Detroit Free Press (Helen F. Aldrich, 22 September 1929):
A murder in a theater, and as brilliantly and smoothly performed as the play which is in progress, is the sinister but highly entertaining prelude to the mystery of the victim’s top-hat and incidentally to one of the best detective stories written in years. Yes, Mr. Van Dine, you may crawl under the table.
At the very beginning is a lexicon of persons connected with the investigation and also a masterly wrought diagram of the theater. The author urges frequent reference to these during the course of the book, emphasizing the fact that he intends to play fairly with the reader by disclosing all characters and clues as they present themselves. Mr. Queen sustains his promise admirably and furnishes his reader with a palpitating urge to solve the vexing question of the hat before the last chapter or die a martyr to the science of detection in the hectic attempt. But curses, you are going to be foiled, for the Queens will lead you right up to the startling last chapter all unsuspecting. The denouement, as the publisher unflatteringly claims, is fool-proof. Moreover, it is a complete knockout.
Who Ellery Queen is we do not know, but he and his father, old Richard Queen, are the chief protagonists in this amazing book. Ellery is young, with a cool, brilliant mind, plus imagination, while Richard, long recognized as an invincible person in the matter of criminal detection and keen as a bloodhound, examines minutely everything that touches even remotely the crime at hand. But it is Ellery who furnishes the elusive but essential clue. He and his father are refreshingly different detectives, yet they do not monopolize the book with a superabundance of personal sidelights. They are very really depicted, but always the main thing is – who killed Monte Field and why is his top-hat missing and where is it? These are the questions to be solved and solved they are with a relentless cunning and amazing brilliance that makes The Roman Hat Mystery of such calibre as to satisfy the most critical of detective story readers.
Ellery Queen is, of course, a pseudonym. An amusing and very clever introduction signed “J. J. McC.” sketches the Queens’ lives and, we suspect, pulls ever so slightly Philo Vance’s effete leg. The publisher’s faith in this book is attested by the announcement that it was “chosen from more than one hundred manuscripts to represent the Stokes contribution to the mysterio-detective literature of 1929. Because we believe it to be in a class by itself we are publishing no other detective novel this season.”
So here’s to you for three hours of breathless bliss while the question of the silk top-hat drives you cuckoo. And here’s to you again for a violent recovery in the last chapter.

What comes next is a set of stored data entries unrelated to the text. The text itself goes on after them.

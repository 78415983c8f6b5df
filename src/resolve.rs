//! Lazy key materialization.
//!
//! A node's key is defined by its position. The key cell is filled on first
//! request by rebuilding the key from the bit path, so tries that never look
//! at keys never pay for them.

use tracing::error;

use crate::codec::{BitPath, KeyCodec};
use crate::node::NodeId;
use crate::trie::BitTrie;
use crate::LOG_TARGET;

impl<K, V, C: KeyCodec<K>> BitTrie<K, V, C> {
    /// The key of a valued node. `None` for the root and value-less nodes.
    ///
    /// # Panics
    /// If the codec rebuilds a key that does not descend back to `id`.
    pub(crate) fn resolve_key(&self, id: NodeId) -> Option<&K> {
        let node = self.nodes.get(id);
        if id == NodeId::ROOT || !node.has_value() {
            return None;
        }
        Some(node.key.get_or_init(|| self.reconstruct_key(id)))
    }

    /// Branch choices from the root down to `id`.
    pub(crate) fn path_of(&self, id: NodeId) -> BitPath {
        let mut rev = Vec::new();
        let mut cur = id;
        while let Some(parent) = self.nodes.get(cur).parent {
            rev.push(self.nodes.get(parent).left == Some(cur));
            cur = parent;
        }
        let mut path = BitPath::with_capacity(rev.len());
        for left in rev.into_iter().rev() {
            path.push(left);
        }
        path
    }

    /// Rebuild the key of `id` from its path. `None` if the rebuilt key
    /// descends to some other node.
    pub(crate) fn rebuild_key(&self, id: NodeId) -> Option<K> {
        let key = self.codec.recreate_key(&self.path_of(id));
        (self.locate(&key) == Some(id)).then_some(key)
    }

    fn reconstruct_key(&self, id: NodeId) -> K {
        if let Some(key) = self.rebuild_key(id) {
            return key;
        }
        let path = self.path_of(id);
        error!(target: LOG_TARGET, bits = path.len(), path = ?path, "Codec rebuilt a key that does not round-trip");
        panic!(
            "key codec does not round-trip: key rebuilt from a {}-bit path descends elsewhere",
            path.len()
        )
    }
}
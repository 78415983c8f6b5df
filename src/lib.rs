//! # bit-trie
//!
//! An uncompressed binary trie over variable-length bit-sequence keys that
//! behaves as an ordered map and answers prefix-relationship queries.
//!
//! Keys are mapped to bits by a [`KeyCodec`]. Each key lives at the node its
//! bits lead to from the root, so a key that is a bit-prefix of another sits
//! on that key's path. That makes longest-prefix matching a single descent and
//! makes ascending key order a plain pre-order walk.
//!
//! Keys need not be kept: with [`TrieConfig::retain_keys`] off, a key is
//! rebuilt from its node's position the first time something asks for it and
//! cached from then on.
//!
//! ## Example
//!
//! ```rust
//! use bit_trie::{Cidr4, CidrTrie, Navigable};
//!
//! let mut routes: CidrTrie<&str> = CidrTrie::default();
//! routes.insert("10.0.0.0/8".parse().unwrap(), "corp").unwrap();
//! routes.insert("10.1.0.0/16".parse().unwrap(), "lab").unwrap();
//! routes.insert("10.1.2.0/24".parse().unwrap(), "rack").unwrap();
//!
//! let host: Cidr4 = "10.1.2.5".parse().unwrap();
//! assert_eq!(routes.value_longest_prefix_of(&host, true), Some(&"rack"));
//! assert_eq!(routes.value_shortest_prefix_of(&host, true), Some(&"corp"));
//!
//! let next = routes.higher_key(&"10.1.0.0/16".parse().unwrap());
//! assert_eq!(next.map(|k| k.to_string()), Some("10.1.2.0/24".to_owned()));
//! ```

#![deny(unsafe_code)]

pub mod codec;
mod config;
mod cursor;
mod error;
mod navigable;
mod node;
#[cfg(feature = "serde")]
mod persist;
mod prefix;
mod resolve;
mod trie;
mod view;

pub use codec::{compare_bitwise, BitPath, Cidr4, Cidr4Codec, CidrParseError, KeyCodec, Utf16Codec};
pub use config::{PersistMode, TrieConfig};
pub use cursor::Cursor;
pub use error::TrieError;
pub use navigable::{KeyRange, Navigable};
pub use prefix::{PrefixIter, PrefixKeys, PrefixScope, PrefixValues, PrefixView};
pub use trie::BitTrie;
pub use view::{Iter, Keys, MapView, MapViewMut, Values};

/// `tracing` target for every event this crate emits.
pub const LOG_TARGET: &str = "bit_trie";

/// IPv4 networks to `V`.
pub type CidrTrie<V> = BitTrie<Cidr4, V, Cidr4Codec>;

/// Strings, ordered by UTF-16 code unit, to `V`.
pub type StringTrie<V> = BitTrie<String, V, Utf16Codec>;

#[cfg(test)]
mod proptests;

Howard Vincent O’Brien, Chicago Daily News: Gets our class A rating.
A Catalogue of Crime (Barzun & Taylor, 1989):
A landmark rather than a cornerstone, perhaps, being the first of a dozen mysteries by these authors, each subtitled “A Problem in Deduction”. Insp. Richard Queen and his son Ellery tackle a puzzling murder with immense thoroughness and almost fatiguing pertinacity. Though the egregious bonhomie of the Queens and Ellery’s pseudo bookishness occasionally irritate, the neatness of the plot involving a missing hat in a theatre murder cannot be denied. But the police procedure is not what it would be now, and the criminal’s luck in carrying out his complex plan strains the believables.